After Hours (InterMix)(105)



For five minutes or more we nursed our worries in silence, my thoughts tugged between Amber, Jack, the uncertainty of how my life might look come morning . . . and Kelly.

Kelly’s nearness. The miracle of his very presence, when there was absolutely no reason for it. And how I’d so meanly diagnosed his callousness as fragility, when even putting himself in this position had to be intensely humbling. And brave. We were just the same. Two powerless people stuck waiting for news we couldn’t affect. Two people who felt too many ways about each other, too soon. How long had I even known him? Three weeks? Felt like months.

He cleared his throat. “How you doing?”

“I’m scared.”

He nodded. “I am, too. But nothing like what you must be feeling.”

And I broke. My face crumpled and tears pooled hot in my eyes before sliding down my cheeks.

“C’mere.”

I twisted my pop’s cap shut and set the bottle beside me, edging closer to Kelly. I expected his arm around my shoulders, but he surprised me. He hauled me sideways onto his lap, like a fireman cradling a rescued child. I let all my stupid, stubborn defenses fall away, and I wept against his neck. He stroked my hair, and when he whispered, “Go on,” I could smell chocolate on his breath.
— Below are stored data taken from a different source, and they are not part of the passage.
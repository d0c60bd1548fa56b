use std::future::Future;

use futures::FutureExt;

use super::{AssetRole, AssetSource, ImageLoader, LoadError, LoadFailure, Texture};

/// Which images a scene needs.
#[derive(Debug, Clone, PartialEq)]
pub struct AssetManifest {
    pub base: AssetSource,
    pub depth: Option<AssetSource>,
    pub grid: AssetSource,
}

impl Default for AssetManifest {
    fn default() -> Self {
        Self {
            base: AssetSource::file("resources/20230521_164044.jpg"),
            depth: None,
            grid: AssetSource::file("resources/grid.jpeg"),
        }
    }
}

/// Every texture of a manifest, all resolved.
#[derive(Debug, Clone)]
pub struct SceneAssets {
    pub base: Texture,
    pub depth: Option<Texture>,
    pub grid: Texture,
}

/// Loads a manifest's images concurrently and joins on all of them.
pub struct AssetPipeline<L> {
    loader: L,
    max_dimension: Option<u32>,
}

impl<L: ImageLoader> AssetPipeline<L> {
    pub fn new(loader: L) -> Self {
        Self {
            loader,
            max_dimension: None,
        }
    }

    /// Rejects any image wider or taller than `max` px, as a load failure of
    /// that image.
    pub fn with_max_dimension(mut self, max: u32) -> Self {
        self.max_dimension = Some(max);
        self
    }

    /// Resolves once every image has loaded, or with the first failure.
    ///
    /// All loads are started before any is awaited; completion order does not
    /// matter. On failure the remaining loads are dropped.
    pub async fn load(&self, manifest: &AssetManifest) -> Result<SceneAssets, LoadError> {
        let base = self.fetch(AssetRole::Base, &manifest.base);
        let grid = self.fetch(AssetRole::Grid, &manifest.grid);
        let depth = match &manifest.depth {
            Some(src) => self.fetch(AssetRole::Depth, src).map(|r| r.map(Some)).left_future(),
            None => futures::future::ok(None).right_future(),
        };

        let (base, depth, grid) = futures::try_join!(base, depth, grid)?;

        Ok(SceneAssets { base, depth, grid })
    }

    fn fetch(
        &self,
        role: AssetRole,
        source: &AssetSource,
    ) -> impl Future<Output = Result<Texture, LoadError>> {
        let origin = source.to_string();
        let max = self.max_dimension;
        self.loader.load(source).map(move |result| match result.and_then(|t| fits(t, max)) {
            Ok(texture) => {
                log::info!(
                    "{role} image resolved: {}x{} ({origin})",
                    texture.width(),
                    texture.height()
                );
                Ok(texture)
            }
            Err(cause) => {
                log::error!("{role} image failed to load ({origin}): {cause}");
                Err(LoadError::new(role, origin, cause))
            }
        })
    }
}

fn fits(texture: Texture, max: Option<u32>) -> Result<Texture, LoadFailure> {
    match max {
        Some(max) if texture.width() > max || texture.height() > max => Err(LoadFailure::TooLarge {
            width: texture.width(),
            height: texture.height(),
            max,
        }),
        _ => Ok(texture),
    }
}

#[cfg(test)]
mod tests {
    use std::cell::RefCell;

    use futures::future::BoxFuture;

    use super::*;
    use crate::assets::{LoadFailure, MemoryImageLoader};

    fn manifest(depth: bool) -> AssetManifest {
        AssetManifest {
            base: AssetSource::memory("photo"),
            depth: depth.then(|| AssetSource::memory("depth")),
            grid: AssetSource::memory("grid"),
        }
    }

    fn loader() -> MemoryImageLoader {
        MemoryImageLoader::new()
            .with("photo", Texture::filled(300, 50, [200, 0, 0, 255]))
            .with("depth", Texture::filled(300, 50, [128, 128, 128, 255]))
            .with("grid", Texture::filled(8, 8, [0, 200, 0, 255]))
    }

    #[test]
    fn resolves_all_assets() {
        let assets = pollster::block_on(AssetPipeline::new(loader()).load(&manifest(true))).unwrap();
        assert_eq!(assets.base.size(), (300, 50));
        assert_eq!(assets.grid.size(), (8, 8));
        assert!(assets.depth.is_some());
    }

    #[test]
    fn depth_is_optional() {
        let assets = pollster::block_on(AssetPipeline::new(loader()).load(&manifest(false))).unwrap();
        assert!(assets.depth.is_none());
    }

    #[test]
    fn failure_names_the_role() {
        let mut m = manifest(true);
        m.grid = AssetSource::memory("missing-grid");

        let err = pollster::block_on(AssetPipeline::new(loader()).load(&m)).unwrap_err();
        assert_eq!(err.role, AssetRole::Grid);
        assert_eq!(err.origin, "mem:missing-grid");
        assert!(matches!(err.cause, LoadFailure::NotFound(_)));
    }

    #[test]
    fn oversized_image_fails_its_role() {
        let pipeline = AssetPipeline::new(loader()).with_max_dimension(256);
        let err = pollster::block_on(pipeline.load(&manifest(false))).unwrap_err();

        assert_eq!(err.role, AssetRole::Base);
        assert!(matches!(
            err.cause,
            LoadFailure::TooLarge { width: 300, height: 50, max: 256 }
        ));
    }

    #[test]
    fn images_at_the_limit_load() {
        let pipeline = AssetPipeline::new(loader()).with_max_dimension(300);
        assert!(pollster::block_on(pipeline.load(&manifest(true))).is_ok());
    }

    /// Records the order loads were requested in.
    struct OrderLog<'a> {
        inner: MemoryImageLoader,
        started: &'a RefCell<Vec<String>>,
    }

    impl ImageLoader for OrderLog<'_> {
        fn load(&self, source: &AssetSource) -> BoxFuture<'static, Result<Texture, LoadFailure>> {
            self.started.borrow_mut().push(source.to_string());
            self.inner.load(source)
        }
    }

    #[test]
    fn every_load_starts_before_the_join() {
        let started = RefCell::new(Vec::new());
        let loader = OrderLog { inner: loader(), started: &started };

        // Base fails, but grid and depth are already requested.
        let mut m = manifest(true);
        m.base = AssetSource::memory("nope");
        let err = pollster::block_on(AssetPipeline::new(loader).load(&m)).unwrap_err();

        assert_eq!(err.role, AssetRole::Base);
        assert_eq!(started.borrow().len(), 3);
    }
}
I cried like I was already in mourning. And maybe I was. Maybe I was grieving the loss the old me, the one who’d gotten so used to acting like she had it together, who’d convinced herself she could fix whatever needed fixing. Kelly’d killed her. He’d struck the first blow when I had to admit I needed him on the ward, another when I submitted to him during sex. Again when I’d called him after my car broke. And this was the deepest and most mortal wound, letting him hold me like a baby and see me this weak and lost. The grief ran deeper still, to realize what I’d had with this man, and to imagine we’d likely wrecked it beyond repair.

When the sobs petered out, I dabbed my nose on the collar of Kelly’s shirt, etiquette be damned. A thick, homely breath rattled out of me, making my shoulders shake.

“Better?”

“My heart hurts. So bad.”

“Mine, too.”

Maybe he meant empathetically, about Jack. Maybe about us. I was too tired to truly care, and there was no room left in my brain for the confusion that guessing would bring. I pressed my face to his neck, damp with my tears, and took comfort for a final minute in how strong he felt. How much I’d miss this access. How much more naked and delicate I felt, when our bodies weren’t touching. And just how he smelled, how steady his pulse was—

The lobby doors shushed open and I pulled my face away. Getting found draped in Kelly’s lap would’ve been humbling if it were a stranger, but far worse was finding Amber standing there. If there was any time she needed her big sister to have her shit together, it was now, yet here I was a tear-streaked mess.

I fumbled to standing, wiping my face and accepting Amber’s hug. The second my arms closed around her skinny shoulders, she lost it, like I’d passed her the baton in a mental-breakdown relay. I rubbed her back and let her sob, fighting every instinct in my being to demand to know what was happening with Jack. Finally she stopped quaking, and I stepped back, smoothing her hair.

“What’s going on, honey?”

“They think it’s s-something called Reye’s Syndrome.” I mentally scanned my nursing school notes but came up blank. “Because I gave him some medicine—” she fell apart all over again, shaking and wheezing.

I steered her to the bench and sat beside her, ignoring my pop bottle as it tumbled to the ground behind us.

I massaged her shoulder. “Breathe slow.”

Kelly wandered a few respectful paces away.

“Oh my God,” she muttered after a minute. “It must’ve had aspirin in it, they decided. It was just kids’ medicine. But he could—” She cut herself off. “It messed him up, and it’s all my fault. It could f*ck his liver up, or his brain . . . I just wanted his fever to go down . . .”

“It’s nobody’s fault, honey.” In my head I was screaming, Did they say he’s going to die?! But she didn’t need to hear that. Didn’t need to hear it even more desperately than I needed to hear the answer. I glanced up, wanting a glimpse of Kelly. For once his arms weren’t locked across his chest. His thumbs were tucked in his front pockets, almost like he was saying, I’m open. Lean on me if you need to.

I waved him over, and he took a seat on Amber’s other side. After a pause, he began to rub her back, slow, soothing strokes that made her entire frame sway, but it seemed to relax her.